Lentil Vegetable Soup With Meatballs
|Lentils||1 Cup (16 tbs), rinsed and picked over|
|Water||2 Cup (32 tbs)|
|Lean ground beef/Lean ground lamb||1 1⁄2 Pound|
|Ground cinnamon||1⁄2 Teaspoon|
|Cumin||1 Teaspoon, divided|
|Safflower oil||1 Teaspoon|
|Onions||2 , finely chopped|
|Garlic/1 teaspoon garlic powder||2 Clove (10 gm), minced|
|Carrots||2 Medium, thinly sliced|
|Potato||1 Medium, peeled and cut into small cubes|
|Celery stalks||2 , sliced diagonally|
|Regular-strength beef broth||1⁄2 Cup (8 tbs)|
|Lemon juice||3 Teaspoon (Or To Taste)|
|Chopped fresh parsley||1 Tablespoon|
Cook lentils in the water until tender, about 35 minutes.
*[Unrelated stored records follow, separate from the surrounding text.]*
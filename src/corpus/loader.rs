//! Builds a corpus by decoding and normalizing every emoji image in a directory

use crate::corpus::assets::{Corpus, EmojiAsset};
use crate::io::error::{MosaicError, Result};
use crate::io::image::{is_supported_image, pixel_buffer_from_image};
use crate::raster::ChannelLayout;
use crate::raster::channels::conform;
use image::imageops::FilterType;
use std::path::{Path, PathBuf};
use tracing::{debug, info, warn};

/// Scans an emoji directory and normalizes its images into a [`Corpus`]
#[derive(Debug, Clone)]
pub struct CorpusLoader {
    directory: PathBuf,
    layout: ChannelLayout,
}

impl CorpusLoader {
    /// Loader for `directory` producing RGBA tiles
    pub fn new(directory: impl Into<PathBuf>) -> Self {
        Self {
            directory: directory.into(),
            layout: ChannelLayout::default(),
        }
    }

    /// Use `layout` for every asset instead of RGBA
    #[must_use]
    pub const fn with_layout(mut self, layout: ChannelLayout) -> Self {
        self.layout = layout;
        self
    }

    /// Directory scanned by [`Self::build`]
    pub fn directory(&self) -> &Path {
        &self.directory
    }

    /// Channel layout of produced assets
    pub const fn layout(&self) -> ChannelLayout {
        self.layout
    }

    /// Decode every image, resize it to `tile_resolution` squared and summarize it
    ///
    /// Candidates are visited in sorted path order so the corpus order, and
    /// therefore nearest-neighbor tie breaking, is reproducible. Images that
    /// fail to decode are skipped with a warning.
    ///
    /// # Errors
    ///
    /// Returns an error if:
    /// - `tile_resolution` is zero
    /// - The directory cannot be read
    /// - No file in the directory decodes to an image
    pub fn build(&self, tile_resolution: u32) -> Result<Corpus> {
        if tile_resolution == 0 {
            return Err(crate::io::error::invalid_parameter(
                "tile_resolution",
                &tile_resolution,
                &"must be a positive integer",
            ));
        }

        let candidates = self.collect_candidates()?;
        info!(
            directory = %self.directory.display(),
            candidates = candidates.len(),
            tile_resolution,
            "building emoji corpus"
        );

        let mut assets = Vec::with_capacity(candidates.len());
        for path in &candidates {
            match self.load_asset(path, tile_resolution) {
                Ok(asset) => assets.push(asset),
                Err(error) => warn!(%error, "skipping emoji asset"),
            }
        }

        if assets.is_empty() {
            return Err(MosaicError::Load {
                path: self.directory.clone(),
                reason: format!(
                    "none of {} candidate files decoded to an image",
                    candidates.len()
                ),
            });
        }

        debug!(
            loaded = assets.len(),
            skipped = candidates.len() - assets.len(),
            "emoji corpus decoded"
        );
        Corpus::from_assets(tile_resolution, assets)
    }

    fn collect_candidates(&self) -> Result<Vec<PathBuf>> {
        let read_error = |e: std::io::Error| MosaicError::Load {
            path: self.directory.clone(),
            reason: e.to_string(),
        };

        let mut files = Vec::new();
        for entry in std::fs::read_dir(&self.directory).map_err(read_error)? {
            let path = entry.map_err(read_error)?.path();
            if path.is_file() && is_supported_image(&path) {
                files.push(path);
            }
        }
        files.sort();
        Ok(files)
    }

    fn load_asset(&self, path: &Path, tile_resolution: u32) -> Result<EmojiAsset> {
        let img = image::open(path).map_err(|e| MosaicError::ImageDecode {
            path: path.to_path_buf(),
            source: e,
        })?;

        // Uniform resize, aspect ratio not preserved
        let resized = img.resize_exact(tile_resolution, tile_resolution, FilterType::Triangle);
        let pixels = pixel_buffer_from_image(&resized)?;
        let pixels = conform(&pixels, self.layout).into_owned();

        let name = path
            .file_name()
            .unwrap_or_default()
            .to_string_lossy()
            .to_string();
        Ok(EmojiAsset::new(name, pixels))
    }
}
Combine meat, sait, cinnamon, and 1/2 teaspoon of the cumin.
Shape into about twenty-four balls.
In a Dutch oven, brown in the oil.
Remove meatballs from pan with slotted spoon.
Discard all but 2 tablespoons of the drippings.
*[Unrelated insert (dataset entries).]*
//! Tests for corpus construction and invariants

#[cfg(test)]
mod tests {
    use emoji_mosaic::MosaicError;
    use emoji_mosaic::corpus::{ColorFeature, Corpus, EmojiAsset};
    use emoji_mosaic::raster::{ChannelLayout, PixelBuffer};

    fn solid(name: &str, edge: usize, pixel: &[u8]) -> EmojiAsset {
        let Ok(pixels) = PixelBuffer::filled(edge, edge, pixel) else {
            unreachable!("solid tile rejected");
        };
        EmojiAsset::new(name, pixels)
    }

    // Tests that features are computed from assets in construction order
    #[test]
    fn test_from_assets_computes_features() {
        let assets = vec![
            solid("black", 2, &[0, 0, 0]),
            solid("white", 2, &[255, 255, 255]),
        ];
        let Ok(corpus) = Corpus::from_assets(2, assets) else {
            unreachable!("valid corpus rejected");
        };

        assert_eq!(corpus.len(), 2);
        assert!(!corpus.is_empty());
        assert_eq!(corpus.tile_resolution(), 2);
        assert_eq!(corpus.layout(), ChannelLayout::Rgb);
        assert_eq!(
            corpus.feature(1).map(ColorFeature::components),
            Some(&[255.0, 255.0, 255.0][..])
        );
        assert_eq!(corpus.asset(0).map(EmojiAsset::name), Some("black"));
        assert!(corpus.asset(2).is_none());
    }

    // Tests that an empty corpus cannot be constructed
    #[test]
    fn test_empty_corpus_rejected() {
        let result = Corpus::from_assets(2, Vec::new());
        assert!(matches!(result, Err(MosaicError::Index { .. })));
    }

    // Tests that a zero tile resolution is rejected
    #[test]
    fn test_zero_resolution_rejected() {
        let result = Corpus::from_assets(0, vec![solid("a", 1, &[0])]);
        assert!(matches!(result, Err(MosaicError::InvalidParameter { .. })));
    }

    // Tests that assets must match the tile resolution
    #[test]
    fn test_wrong_tile_size_rejected() {
        let assets = vec![solid("small", 2, &[0, 0, 0]), solid("big", 3, &[0, 0, 0])];
        let result = Corpus::from_assets(2, assets);
        assert!(matches!(result, Err(MosaicError::Config { .. })));
    }

    // Tests that assets must share a channel layout
    #[test]
    fn test_mixed_layouts_rejected() {
        let assets = vec![solid("rgb", 2, &[0, 0, 0]), solid("rgba", 2, &[0, 0, 0, 255])];
        let result = Corpus::from_assets(2, assets);
        assert!(matches!(result, Err(MosaicError::Config { .. })));
    }

    // Tests that precomputed parts must line up with the assets
    #[test]
    fn test_from_parts_validates_features() {
        let assets = vec![solid("gray", 1, &[7])];

        let too_many = vec![ColorFeature::new(vec![7.0]), ColorFeature::new(vec![8.0])];
        assert!(Corpus::from_parts(1, too_many, assets.clone()).is_err());

        let too_wide = vec![ColorFeature::new(vec![7.0, 7.0])];
        assert!(Corpus::from_parts(1, too_wide, assets.clone()).is_err());

        let matching = vec![ColorFeature::new(vec![7.0])];
        assert!(Corpus::from_parts(1, matching, assets).is_ok());
    }

    // Tests that duplicate features are allowed
    #[test]
    fn test_duplicate_features_allowed() {
        let assets = vec![solid("a", 1, &[9, 9, 9]), solid("b", 1, &[9, 9, 9])];
        let Ok(corpus) = Corpus::from_assets(1, assets) else {
            unreachable!("duplicate features rejected");
        };
        assert_eq!(corpus.feature(0), corpus.feature(1));
    }
}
Add onion and garlic to the pan.
Cook, stirring, until onion is limp and golden.
Add carrots, potato, and celery.
Drain lentils, saving any liquid.
Add enough beef broth to it to make 1 quart.
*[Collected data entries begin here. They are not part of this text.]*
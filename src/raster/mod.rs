//! Pixel buffers and channel handling shared by the corpus and the composer

/// Owned `height × width × channels` sample buffers
pub mod buffer;
/// Channel layouts and the single rule for converting between them
pub mod channels;

pub use buffer::PixelBuffer;
pub use channels::ChannelLayout;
Add beef broth to vegetables with the remaining 1/2 teaspoon cumin.
Cover and simmer about 20 minutes, or until vegetables are tender.
Add lentils and meatballs.
Add more beef broth if needed.
Simmer about 15 minutes.
Stir in lemon juice.
Adjust seasoning if necessary.
Sprinkle with chopped parsley and serve.